There are so many changes that you can promise to make:

  • use plastic bags less and fewer plastics generally;
  • turn off the TV if you are not looking at it;
  • turn off all the lights when you leave the office/house, and the computer and the screen too;
  • turn off the water until you are really ready to rinse;
  • wash more with cold water and dry more with natural sunlight;
  • turn the heating/air conditioning down one degree;
  • switch to an ecofriendly energy source;
  • walk or cycle more and drive less;
  • exercise your individual consumer power by being more circumspect about what you buy and from which company you buy it.

And, because we know that the Willie Wimples out there are not just individuals, but also wasteful companies, transnational corporations and extractive industries, your pledge today could be to write to them and put on the pressure for awareness and reform.  Then pledge to use your electoral power by contacting your members of Congress – particularly those who still deny that Climate Change is real and was caused by all of us – to demand action, including greater enforcement of environmental protections across all government departments.

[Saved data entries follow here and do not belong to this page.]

//! Configuration types.
//!
//! The function reads a fresh [`RelayConfig`] snapshot from the environment on
//! every invocation. Nothing here can fail: unparseable values are logged and
//! replaced by their defaults.

use secrecy::SecretString;

/// Default chat channel that notices and relayed files go to.
pub const DEFAULT_CHANNEL_NAME: &str = "s3-notifications";

/// Default base URL of the chat backend's Web API.
pub const DEFAULT_CHAT_API_BASE: &str = "https://slack.com/api";

/// Initial comment attached to relayed files.
pub const DEFAULT_UPLOAD_COMMENT: &str = "New file available.";

/// Immutable per-invocation configuration.
#[derive(Debug, Clone)]
pub struct RelayConfig {
    /// Bucket whose notifications are acted on.
    pub source_bucket: String,
    /// Key prefix ("folder") that must match for an object to be in scope.
    pub source_prefix: String,
    /// Bucket copies are written to.
    pub dest_bucket: String,
    /// Prefix that replaces `source_prefix` in the destination key.
    pub dest_prefix: String,
    /// Copy in-scope objects to the destination.
    pub copy_enabled: bool,
    /// Delete the original once it has been copied.
    pub delete_after_copy: bool,
    /// Upload the object's content to the chat channel.
    pub relay_to_chat: bool,
    /// Bearer token for the chat backend.
    pub chat_token: SecretString,
    /// Channel notices are posted to.
    pub chat_channel_name: String,
    /// Base URL of the chat backend's Web API.
    pub chat_api_base: String,
    /// Where users collect relocated files, e.g. `sftp://sftp.example.com`.
    pub pickup_base_url: Option<String>,
    /// Initial comment for relayed uploads.
    pub upload_comment: String,
    /// Maximum number of channel-listing pages searched when resolving a channel.
    pub channel_page_limit: u32,
}

impl Default for RelayConfig {
    fn default() -> Self {
        Self {
            source_bucket: String::new(),
            source_prefix: String::new(),
            dest_bucket: String::new(),
            dest_prefix: String::new(),
            copy_enabled: true,
            delete_after_copy: false,
            relay_to_chat: false,
            chat_token: SecretString::from(String::new()),
            chat_channel_name: DEFAULT_CHANNEL_NAME.to_string(),
            chat_api_base: DEFAULT_CHAT_API_BASE.to_string(),
            pickup_base_url: None,
            upload_comment: DEFAULT_UPLOAD_COMMENT.to_string(),
            channel_page_limit: 1,
        }
    }
}

impl RelayConfig {
    /// Build a snapshot from the process environment.
    pub fn from_env() -> Self {
        Self::from_lookup(|key| std::env::var(key).ok())
    }

    /// Build a snapshot from an arbitrary key/value source.
    pub fn from_lookup<F>(lookup: F) -> Self
    where
        F: Fn(&str) -> Option<String>,
    {
        let defaults = Self::default();

        let source_bucket = lookup("srcbucket").unwrap_or(defaults.source_bucket);
        let source_prefix = lookup("srcfolder").unwrap_or(defaults.source_prefix);
        let dest_bucket = lookup("destbucket").unwrap_or_else(|| source_bucket.clone());
        let dest_prefix = lookup("destfolder").unwrap_or(defaults.dest_prefix);

        let copy_enabled = parse_flag("copyfile", lookup("copyfile"), defaults.copy_enabled);
        let delete_after_copy = parse_flag(
            "delorgfile",
            lookup("delorgfile"),
            defaults.delete_after_copy,
        );
        let relay_to_chat = parse_flag("slackfile", lookup("slackfile"), defaults.relay_to_chat);

        let chat_token = lookup("token")
            .map(SecretString::from)
            .unwrap_or(defaults.chat_token);
        let chat_channel_name = lookup("channelName")
            .filter(|s| !s.trim().is_empty())
            .unwrap_or(defaults.chat_channel_name);
        let chat_api_base = lookup("chatApiBase")
            .map(|s| s.trim_end_matches('/').to_string())
            .filter(|s| !s.is_empty())
            .unwrap_or(defaults.chat_api_base);
        let pickup_base_url = lookup("pickupBaseUrl")
            .map(|s| s.trim_end_matches('/').to_string())
            .filter(|s| !s.is_empty());
        let upload_comment = lookup("uploadComment").unwrap_or(defaults.upload_comment);

        let channel_page_limit = match lookup("channelPages") {
            None => defaults.channel_page_limit,
            Some(raw) => match raw.trim().parse::<u32>() {
                Ok(n) if n > 0 => n,
                _ => {
                    tracing::warn!(
                        variable = "channelPages",
                        value = %raw,
                        default = defaults.channel_page_limit,
                        "Unable to parse environment variable, using default"
                    );
                    defaults.channel_page_limit
                }
            },
        };

        Self {
            source_bucket,
            source_prefix,
            dest_bucket,
            dest_prefix,
            copy_enabled,
            delete_after_copy,
            relay_to_chat,
            chat_token,
            chat_channel_name,
            chat_api_base,
            pickup_base_url,
            upload_comment,
            channel_page_limit,
        }
    }
}

/// Parse a boolean switch, falling back to `default` on missing or bad input.
fn parse_flag(variable: &str, raw: Option<String>, default: bool) -> bool {
    let Some(raw) = raw else {
        return default;
    };

    match raw.trim().to_ascii_lowercase().as_str() {
        "true" => {
            tracing::info!(variable, value = true, "Environment switch set");
            true
        }
        "false" => {
            tracing::info!(variable, value = false, "Environment switch set");
            false
        }
        _ => {
            tracing::warn!(
                variable,
                value = %raw,
                default,
                "Unable to parse environment switch, using default"
            );
            default
        }
    }
}
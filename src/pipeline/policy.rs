//! Relocation policy.
//!
//! Decides whether an object-creation event is one we act on and where the
//! object goes. Pure: no I/O, the same input always yields the same decision.

use tracing::debug;

use crate::config::RelayConfig;
use crate::error::PolicyError;
use crate::event::ObjectCreatedEvent;

/// What to do with one event.
#[derive(Debug, Clone, PartialEq, Eq)]
pub struct RelocationDecision {
    /// The event matches the configured source bucket and prefix.
    pub in_scope: bool,
    /// Key the object is copied to in the destination bucket.
    pub destination_key: String,
    /// Last path segment of the source key.
    pub file_name: String,
}

/// Evaluate an event against the configuration.
///
/// Out-of-scope events produce `in_scope == false` and are never an error.
/// An empty key, or a destination that is the source object itself, is.
pub fn evaluate(
    event: &ObjectCreatedEvent,
    config: &RelayConfig,
) -> Result<RelocationDecision, PolicyError> {
    let key = event.object_key.as_str();
    if key.is_empty() {
        return Err(PolicyError::EmptyKey);
    }

    let file_name = file_name(key).to_string();
    let destination_key = key.replacen(&config.source_prefix, &config.dest_prefix, 1);

    let matches_bucket = event.bucket == config.source_bucket;
    let matches_prefix = key.starts_with(&config.source_prefix);

    let in_scope = if !matches_bucket || !matches_prefix {
        debug!(
            bucket = %event.bucket,
            key,
            source_bucket = %config.source_bucket,
            source_prefix = %config.source_prefix,
            "Event does not match source bucket/prefix"
        );
        false
    } else if file_name.is_empty() {
        debug!(bucket = %event.bucket, key, "Ignoring folder placeholder");
        false
    } else {
        true
    };

    if in_scope && config.dest_bucket == event.bucket && destination_key == key {
        return Err(PolicyError::SelfCopy {
            bucket: event.bucket.clone(),
            key: key.to_string(),
        });
    }

    Ok(RelocationDecision {
        in_scope,
        destination_key,
        file_name,
    })
}

/// Substring after the final `/`, or the whole key if there is none.
pub fn file_name(key: &str) -> &str {
    key.rsplit_once('/').map_or(key, |(_, name)| name)
}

All these individual pledges will add up and make a change.

On Twitter?  Tweet us your pledge for World Environment Day and tag @CWS_Global.  We’ll retweet some of our favorite pledges.

Today, I am pledging to stop running the shower for so long, finally end my addiction to plastic bags and cease having the television on as background noise.   I know that it will make a small, but important difference.

Jasmine Huggins is a Senior Advocacy Officer with CWS.